About 25 years ago when I was still in college I thought it would be cool to get a motorcycle. I rode it around for about a year with no problems until one day I was riding down this mountain road near where I lived and a deer ran out in front of my bike and I swerved to avoid it, I flew off my bike and into a ditch on the side of the road and was knocked out, my bike fell off the other side of the road and down a sheer cliff face. It was not obvious anyone has ever been there or that there was an accident. I laid there for almost a two days until people started looking for me after missing work. When I came to my legs were messed up, I had broken an ankle, elbow and wrist and couldn’t move. I sat there for hours convinced I was going to die. I was pretty upset about it but after a while the anxiety washed away and I just went completely numb. My next memory was waking up in a hospital.

Thank god I was wearing a helmet.

How about you?

  • High stress job led to alcohol, smoking, high risk lifestyle almost ended me at 27 with a bleeding ulcer. In bed for a day or so before my then girlfriend found me and called the hospital. ER, blood transfusion, 2wk stay, 2wk recoup at home with daily iron injection, prescription meds for a month to keep the acid low.

    Special diet for a month (no processed food, no caffeine, no nicotine, no pepper, no hard foods-spft, mushy, etc.

    Got my shit together, woke up. No more smoking, alcohol (eventually) in moderation, healthier coping mechanisms- at one point when the stress ramped up in the job (still in the same career field) I was training/running triathlons. Married that then girlfriend, 25+ years on, 2 grown ass kids.

    27 club is no joke…just happy I wasn’t a celebrity.

  • I put a gun to my head, ready to end it all.

    Woke up in a hospital. No drugs involved.

    I drove myself there. The gun was in the glove compartment. Apparently, I self admitted through ED.

    I remember NOTHING from gun to my head to waking up in the hospital.

    Not sure if that qualifies as near death, but I think I was.
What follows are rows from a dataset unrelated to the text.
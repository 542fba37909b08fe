use crate::domain::decision::Decision;
use crate::domain::types::DecisionStatus;
use crate::repository::error::{RepositoryError, RepositoryResult};
use crate::repository::row_codec::{enum_col, format_ts, now, ts_col};
use rusqlite::{params, Connection, Row};
use std::sync::{Arc, Mutex};

pub(super) const DECISION_COLUMNS: &str =
    "d.decision_id, d.requirement_id, d.iteration_key, d.status, d.note, d.author, d.decided_at";

// ==========================================
// DecisionRepository - 决策仓储
// ==========================================
pub struct DecisionRepository {
    conn: Arc<Mutex<Connection>>,
}

impl DecisionRepository {
    pub fn new(conn: Arc<Mutex<Connection>>) -> Self {
        Self { conn }
    }

    pub(super) fn get_conn(&self) -> RepositoryResult<std::sync::MutexGuard<Connection>> {
        self.conn
            .lock()
            .map_err(|e| RepositoryError::LockError(e.to_string()))
    }

    // ==========================================
    // 写入操作
    // ==========================================

    /// 保存决策（同一需求同一迭代已存在则覆盖）
    ///
    /// # 参数
    /// - `requirement_id`: 主需求
    /// - `iteration_key`: 迭代主键
    /// - `status`: 决策状态
    /// - `note`: 备注（长度由调用层校验）
    /// - `author`: 决策人
    ///
    /// # 返回
    /// - `Ok(Decision)`: 保存后的当前决策
    /// - `Err(ForeignKeyViolation)`: 需求或迭代不存在
    pub fn upsert(
        &self,
        requirement_id: i64,
        iteration_key: i64,
        status: DecisionStatus,
        note: &str,
        author: &str,
    ) -> RepositoryResult<Decision> {
        let conn = self.get_conn()?;
        let decided_at = now();

        let decision_id: i64 = conn.query_row(
            r#"
            INSERT INTO decision (requirement_id, iteration_key, status, note, author, decided_at)
            VALUES (?1, ?2, ?3, ?4, ?5, ?6)
            ON CONFLICT(requirement_id, iteration_key) DO UPDATE SET
                status = excluded.status,
                note = excluded.note,
                author = excluded.author,
                decided_at = excluded.decided_at
            RETURNING decision_id
            "#,
            params![
                requirement_id,
                iteration_key,
                status.to_db_str(),
                note,
                author,
                format_ts(&decided_at),
            ],
            |row| row.get(0),
        )?;

        Ok(Decision {
            decision_id,
            requirement_id,
            iteration_key,
            status,
            note: note.to_string(),
            author: author.to_string(),
            decided_at,
        })
    }

    pub(super) fn map_row(row: &Row) -> rusqlite::Result<Decision> {
        Ok(Decision {
            decision_id: row.get(0)?,
            requirement_id: row.get(1)?,
            iteration_key: row.get(2)?,
            status: enum_col(row, 3, DecisionStatus::from_str)?,
            note: row.get(4)?,
            author: row.get(5)?,
            decided_at: ts_col(row, 6)?,
        })
    }
}
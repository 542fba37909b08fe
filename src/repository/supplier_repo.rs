// ==========================================
// 需求协调驾驶舱 - 供应商仓储
// ==========================================
// 红线: 供应商身份（name）创建后不可变，仅 short_name 可编辑
// ==========================================

use crate::domain::project::Supplier;
use crate::repository::error::{RepositoryError, RepositoryResult};
use crate::repository::row_codec::{format_ts, now, ts_col};
use rusqlite::{params, Connection, OptionalExtension, Row, Transaction};
use std::sync::{Arc, Mutex};

const SUPPLIER_COLUMNS: &str = "supplier_id, project_id, name, short_name, created_at";

pub struct SupplierRepository {
    conn: Arc<Mutex<Connection>>,
}

impl SupplierRepository {
    pub fn new(conn: Arc<Mutex<Connection>>) -> Self {
        Self { conn }
    }

    fn get_conn(&self) -> RepositoryResult<std::sync::MutexGuard<Connection>> {
        self.conn
            .lock()
            .map_err(|e| RepositoryError::LockError(e.to_string()))
    }

    /// 创建供应商
    ///
    /// # 参数
    /// - project_id: 所属项目
    /// - name: 供应商全称（项目内唯一）
    /// - short_name: 展示用简称
    pub fn insert(
        &self,
        project_id: i64,
        name: &str,
        short_name: Option<&str>,
    ) -> RepositoryResult<Supplier> {
        let conn = self.get_conn()?;
        let created_at = now();
        conn.execute(
            r#"
            INSERT INTO supplier (project_id, name, short_name, created_at)
            VALUES (?1, ?2, ?3, ?4)
            "#,
            params![project_id, name, short_name, format_ts(&created_at)],
        )?;

        Ok(Supplier {
            supplier_id: conn.last_insert_rowid(),
            project_id,
            name: name.to_string(),
            short_name: short_name.map(str::to_string),
            created_at,
        })
    }

    pub fn find_by_id(&self, supplier_id: i64) -> RepositoryResult<Option<Supplier>> {
        let conn = self.get_conn()?;
        Self::find_by_id_tx(&conn, supplier_id)
    }

    /// 按 ID 查询（事务内/共享连接内可用）
    pub fn find_by_id_tx(conn: &Connection, supplier_id: i64) -> RepositoryResult<Option<Supplier>> {
        let sql = format!("SELECT {} FROM supplier WHERE supplier_id = ?1", SUPPLIER_COLUMNS);
        Ok(conn
            .query_row(&sql, params![supplier_id], map_supplier)
            .optional()?)
    }

    pub fn find_by_name(&self, project_id: i64, name: &str) -> RepositoryResult<Option<Supplier>> {
        let conn = self.get_conn()?;
        let sql = format!(
            "SELECT {} FROM supplier WHERE project_id = ?1 AND name = ?2",
            SUPPLIER_COLUMNS
        );
        Ok(conn
            .query_row(&sql, params![project_id, name], map_supplier)
            .optional()?)
    }

    /// 项目内全部供应商（按创建顺序）
    pub fn list_by_project(&self, project_id: i64) -> RepositoryResult<Vec<Supplier>> {
        let conn = self.get_conn()?;
        Self::list_by_project_tx(&conn, project_id)
    }

    pub fn list_by_project_tx(conn: &Connection, project_id: i64) -> RepositoryResult<Vec<Supplier>> {
        let sql = format!(
            "SELECT {} FROM supplier WHERE project_id = ?1 ORDER BY supplier_id",
            SUPPLIER_COLUMNS
        );
        let mut stmt = conn.prepare(&sql)?;
        let suppliers = stmt
            .query_map(params![project_id], map_supplier)?
            .collect::<Result<Vec<_>, _>>()?;
        Ok(suppliers)
    }

    /// 修改简称
    pub fn update_short_name(
        &self,
        supplier_id: i64,
        short_name: Option<&str>,
    ) -> RepositoryResult<Supplier> {
        let conn = self.get_conn()?;
        let tx = conn.unchecked_transaction()?;
        let rows = tx.execute(
            "UPDATE supplier SET short_name = ?1 WHERE supplier_id = ?2",
            params![short_name, supplier_id],
        )?;
        if rows == 0 {
            return Err(not_found(supplier_id));
        }
        let supplier = Self::find_by_id_tx(&tx, supplier_id)?.ok_or_else(|| not_found(supplier_id))?;
        tx.commit()?;
        Ok(supplier)
    }

    /// 事务内确认供应商存在且属于项目
    pub fn require_tx(
        tx: &Transaction,
        project_id: i64,
        supplier_id: i64,
    ) -> RepositoryResult<Supplier> {
        Self::find_by_id_tx(tx, supplier_id)?
            .filter(|s| s.project_id == project_id)
            .ok_or_else(|| not_found(supplier_id))
    }
}

fn not_found(supplier_id: i64) -> RepositoryError {
    RepositoryError::NotFound {
        entity: "Supplier".to_string(),
        id: supplier_id.to_string(),
    }
}

fn map_supplier(row: &Row) -> rusqlite::Result<Supplier> {
    Ok(Supplier {
        supplier_id: row.get(0)?,
        project_id: row.get(1)?,
        name: row.get(2)?,
        short_name: row.get(3)?,
        created_at: ts_col(row, 4)?,
    })
}
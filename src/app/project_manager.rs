// ==========================================
// 需求协调驾驶舱 - 项目库管理
// ==========================================
// 职责: 在根目录下创建/打开/删除/列出项目库文件
// 约定: 项目库文件名 `<项目名>.sqlite`；创建时不覆盖已有文件
// ==========================================

use std::fs;
use std::path::{Path, PathBuf};

use crate::api::{ApiError, ApiResult};
use crate::app::state::ProjectState;
use crate::domain::project::Project;

/// 项目库根目录环境变量
pub const HOME_ENV_VAR: &str = "REQ_COCKPIT_HOME";

/// 项目库文件扩展名
pub const STORE_EXTENSION: &str = "sqlite";

/// 项目库管理器
pub struct ProjectManager {
    root: PathBuf,
}

impl ProjectManager {
    pub fn new(root: impl Into<PathBuf>) -> Self {
        Self { root: root.into() }
    }

    /// 默认根目录
    ///
    /// 优先 `REQ_COCKPIT_HOME`，否则用户数据目录下的 `req-cockpit`，再否则当前目录
    pub fn from_env() -> Self {
        if let Ok(path) = std::env::var(HOME_ENV_VAR) {
            let trimmed = path.trim();
            if !trimmed.is_empty() {
                return Self::new(trimmed);
            }
        }
        let root = dirs::data_dir()
            .map(|dir| dir.join("req-cockpit"))
            .unwrap_or_else(|| PathBuf::from("."));
        Self::new(root)
    }

    pub fn root(&self) -> &Path {
        &self.root
    }

    /// 项目库文件路径（名称先经校验，路径始终位于根目录内）
    ///
    /// # 返回
    /// - Err(InvalidInput): 项目名称非法
    pub fn store_path(&self, name: &str) -> ApiResult<PathBuf> {
        Project::validate_name(name).map_err(ApiError::InvalidInput)?;
        Ok(self
            .root
            .join(format!("{}.{}", name.trim(), STORE_EXTENSION)))
    }

    /// 创建项目库
    ///
    /// # 返回
    /// - Err(InvalidInput): 项目名称非法
    /// - Err(AlreadyExists): 同名项目库已存在
    pub fn create(&self, name: &str, description: Option<&str>) -> ApiResult<ProjectState> {
        let path = self.store_path(name)?;
        if path.exists() {
            return Err(ApiError::AlreadyExists(format!(
                "项目库 {} 已存在",
                path.display()
            )));
        }
        fs::create_dir_all(&self.root).map_err(|e| {
            ApiError::InternalError(format!("无法创建目录 {}: {}", self.root.display(), e))
        })?;

        let state = ProjectState::init(&path, name, description)?;
        tracing::info!(project = %name.trim(), path = %path.display(), "项目库已创建");
        Ok(state)
    }

    /// 打开已有项目库
    ///
    /// # 返回
    /// - Err(InvalidInput): 项目名称非法
    /// - Err(NotFound): 项目库不存在
    pub fn open(&self, name: &str) -> ApiResult<ProjectState> {
        let path = self.store_path(name)?;
        if !path.is_file() {
            return Err(ApiError::NotFound(format!("项目库 {}", path.display())));
        }
        ProjectState::open(&path, name)
    }

    /// 删除项目库文件（不可恢复）
    ///
    /// # 返回
    /// - Err(InvalidInput): 项目名称非法（含路径分隔符、以 '.' 开头等）
    /// - Err(NotFound): 项目库不存在
    pub fn delete(&self, name: &str) -> ApiResult<()> {
        let path = self.store_path(name)?;
        if !path.is_file() {
            return Err(ApiError::NotFound(format!("项目库 {}", path.display())));
        }
        fs::remove_file(&path).map_err(|e| {
            ApiError::InternalError(format!("无法删除 {}: {}", path.display(), e))
        })?;
        tracing::warn!(project = %name.trim(), "项目库已删除");
        Ok(())
    }

    /// 列出根目录下的项目名称（字典序）
    pub fn list(&self) -> ApiResult<Vec<String>> {
        if !self.root.is_dir() {
            return Ok(Vec::new());
        }
        let entries = fs::read_dir(&self.root).map_err(|e| {
            ApiError::InternalError(format!("无法读取目录 {}: {}", self.root.display(), e))
        })?;

        let mut names: Vec<String> = entries
            .filter_map(|entry| entry.ok())
            .map(|entry| entry.path())
            .filter(|path| {
                path.is_file()
                    && path.extension().and_then(|e| e.to_str()) == Some(STORE_EXTENSION)
            })
            .filter_map(|path| {
                path.file_stem()
                    .and_then(|stem| stem.to_str())
                    .map(str::to_string)
            })
            .collect();
        names.sort();
        Ok(names)
    }
}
    I am better now. That was years ago, I came close again recently, but this time I have answers about myself and a place to start.

  • A bunch.

    Two while snowboarding. First time I hit some rocks that were hidden in fresh snow. When I checked my helmet, a rock had pierced it in the back of my head. It was easily a fatal hit had I not had my helmet on. The second time I accidentally rode off a cliff (took the wrong line). I landed on my back in powder but a snapped branch was sticking up two inches below my left arm pit. Had I fallen four inches to the left, it would have impaled me through the heart.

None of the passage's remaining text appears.